Which of the two do you want me to release to you?” asked the governor. “Barabbas,” they answered. (Barabbas had been thrown into prison for an insurrection in the city, and for murder.)
I don’t believe Nigeria has a leadership problem. I believe it has a people problem.
I don’t believe Nigeria has a leadership problem. I believe it has a people problem.
If truly the problem is leadership, then the first set of leaders that have come and gone would have gone with the problem.
But since its independence, Nigeria has been replacing its leaders - drawn from among the people - yet the problem persists to this day.
One caveat: The leaders are elected officials, e.g. presidents, governors, members of parliament, chairmen of councils, etc. Those not part of these are the people: the followers if you prefer to call it.

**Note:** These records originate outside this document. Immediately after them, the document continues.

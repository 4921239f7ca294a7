//! Incremental message framing over a byte stream.
//!
//! [`FrameBuffer`] accumulates partial reads and yields complete messages.
//! Its state machine validates a header before reserving room for the
//! body, so a peer declaring an oversized message is refused without the
//! receiver ever allocating for it.
//!
//! [`FrameWriter`] holds the single message in flight towards the peer.

use bytes::{Bytes, BytesMut};

use crate::codec::{decode_header, FrameHeader, HEADER_SIZE};
use crate::error::ProtocolError;

/// Initial receive capacity; enough for every fixed-size message.
const INITIAL_CAPACITY: usize = 4 * 1024;

#[derive(Debug, Clone, Copy)]
enum State {
    WaitingForHeader,
    WaitingForBody { header: FrameHeader },
}

/// A complete message: validated header and raw body.
#[derive(Debug, Clone)]
pub struct Frame {
    pub header: FrameHeader,
    pub body: Bytes,
}

/// Buffer for accumulating incoming bytes and extracting complete frames.
pub struct FrameBuffer {
    buffer: BytesMut,
    state: State,
    max_message_size: u32,
}

impl FrameBuffer {
    pub fn new(max_message_size: u32) -> Self {
        Self {
            buffer: BytesMut::with_capacity(INITIAL_CAPACITY),
            state: State::WaitingForHeader,
            max_message_size,
        }
    }

    /// Read target for `AsyncReadExt::read_buf`.
    pub fn buffer_mut(&mut self) -> &mut BytesMut {
        &mut self.buffer
    }

    /// Append data to the buffer without extracting frames.
    pub fn extend(&mut self, data: &[u8]) {
        self.buffer.extend_from_slice(data);
    }

    /// Try to extract a single frame.
    ///
    /// Returns `Ok(None)` if more data is needed and an error on a
    /// protocol violation. After an error the buffer must be discarded.
    pub fn next_frame(&mut self) -> Result<Option<Frame>, ProtocolError> {
        loop {
            match self.state {
                State::WaitingForHeader => {
                    let header = match decode_header(&self.buffer, self.max_message_size)? {
                        Some(h) => h,
                        None => return Ok(None),
                    };
                    let _ = self.buffer.split_to(HEADER_SIZE);
                    let body_len = header.body_len as usize;
                    if self.buffer.len() < body_len {
                        self.buffer.reserve(body_len - self.buffer.len());
                    }
                    self.state = State::WaitingForBody { header };
                }
                State::WaitingForBody { header } => {
                    let body_len = header.body_len as usize;
                    if self.buffer.len() < body_len {
                        return Ok(None);
                    }
                    let body = self.buffer.split_to(body_len).freeze();
                    self.state = State::WaitingForHeader;
                    return Ok(Some(Frame { header, body }));
                }
            }
        }
    }

    /// Number of buffered bytes not yet returned as frames.
    pub fn len(&self) -> usize {
        self.buffer.len()
    }

    pub fn is_empty(&self) -> bool {
        self.buffer.is_empty()
    }

    /// Bytes currently reserved for receiving.
    pub fn capacity(&self) -> usize {
        self.buffer.capacity()
    }

    /// Clear the buffer and reset state.
    pub fn clear(&mut self) {
        self.buffer.clear();
        self.state = State::WaitingForHeader;
    }
}

/// Outbound side of a connection: at most one message in flight.
#[derive(Debug, Default)]
pub struct FrameWriter {
    pending: Option<Bytes>,
}

impl FrameWriter {
    pub fn new() -> Self {
        Self { pending: None }
    }

    /// Queue an encoded message. Fails if the previous one is not fully written.
    pub fn queue(&mut self, frame: Bytes) -> Result<(), ProtocolError> {
        if self.pending.is_some() {
            return Err(ProtocolError::WritePending);
        }
        if !frame.is_empty() {
            self.pending = Some(frame);
        }
        Ok(())
    }

    pub fn is_pending(&self) -> bool {
        self.pending.is_some()
    }

    /// Bytes still to be written.
    pub fn remaining(&self) -> &[u8] {
        self.pending.as_deref().unwrap_or(&[])
    }

    /// Record that `n` bytes were written.
    pub fn advance(&mut self, n: usize) {
        if let Some(buf) = self.pending.as_mut() {
            let n = n.min(buf.len());
            let _ = buf.split_to(n);
            if buf.is_empty() {
                self.pending = None;
            }
        }
    }
}

#[cfg(test)]
mod tests {
    use super::*;
    use crate::codec::{encode_client_message, encode_server_message};
    use crate::types::*;

    fn close_req() -> Bytes {
        encode_client_message(&ClientMessage::CloseReq).unwrap()
    }

    #[test]
    fn test_fragmented_frames() {
        let mut stream = Vec::new();
        stream.extend_from_slice(&encode_client_message(&ClientMessage::ChnNotifyReq {
            flags: ChannelNotifyFlags::TOKEN,
            scanning: 625,
        })
        .unwrap());
        stream.extend_from_slice(&close_req());

        let mut fb = FrameBuffer::new(DEFAULT_MAX_MESSAGE_SIZE);
        let mut frames = Vec::new();
        for byte in &stream {
            fb.extend(std::slice::from_ref(byte));
            while let Some(frame) = fb.next_frame().unwrap() {
                frames.push(frame);
            }
        }

        assert_eq!(frames.len(), 2);
        assert_eq!(frames[0].header.message_type, MessageType::ChnNotifyReq);
        assert_eq!(frames[0].body.len(), 6);
        assert_eq!(frames[1].header.message_type, MessageType::CloseReq);
        assert!(fb.is_empty());
    }

    #[test]
    fn test_oversized_declaration_reserves_nothing() {
        let mut fb = FrameBuffer::new(64 * 1024);
        let before = fb.capacity();

        let mut header = Vec::new();
        header.extend_from_slice(&(512 * 1024u32).to_le_bytes());
        header.extend_from_slice(&u16::from(MessageType::SlicedInd).to_le_bytes());
        fb.extend(&header);

        assert!(matches!(fb.next_frame(), Err(ProtocolError::InvalidLength { .. })));
        assert_eq!(fb.capacity(), before);
    }

    #[test]
    fn test_body_reserved_after_header() {
        let frame = SlicedFrame {
            timestamp: 0.0,
            lines: vec![SlicedLine::new(ServiceSet::VPS, 16, &[1; 13]); 100],
            raw: None,
        };
        let encoded = encode_server_message(&ServerMessage::SlicedInd(frame)).unwrap();

        let mut fb = FrameBuffer::new(DEFAULT_MAX_MESSAGE_SIZE);
        fb.extend(&encoded[..HEADER_SIZE]);
        assert!(fb.next_frame().unwrap().is_none());
        assert!(fb.capacity() >= encoded.len() - HEADER_SIZE);

        fb.extend(&encoded[HEADER_SIZE..]);
        let frame = fb.next_frame().unwrap().unwrap();
        assert_eq!(frame.body.len(), encoded.len() - HEADER_SIZE);
    }

    #[test]
    fn test_writer_one_outstanding() {
        let mut w = FrameWriter::new();
        assert!(!w.is_pending());
        w.queue(close_req()).unwrap();
        assert_eq!(w.queue(close_req()), Err(ProtocolError::WritePending));

        w.advance(4);
        assert!(w.is_pending());
        assert_eq!(w.remaining().len(), HEADER_SIZE - 4);
        w.advance(2);
        assert!(!w.is_pending());
        assert!(w.remaining().is_empty());
        w.queue(close_req()).unwrap();
    }
}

Someone may say, “hang on a second: we’ve had wonderful & scandal-free people that assumed leadership positions but were later ruffled by corruption."
O.K. I get it!
But what about the answer to this question:
The seed of corruption that stained them, where did it come from?
If, from the onset, the people are corrupt-free but become smudged when they lay hold of power, then it follows that that which corrupts sits somewhere around the offices: on trees, chairs, etc and possesses (or robs off on) the people as soon as they become leaders. I will not buy this.
To want me to buy this is like trying to convince me into believing that non-living things can influence the behaviour of living human beings. Haba Jama'a.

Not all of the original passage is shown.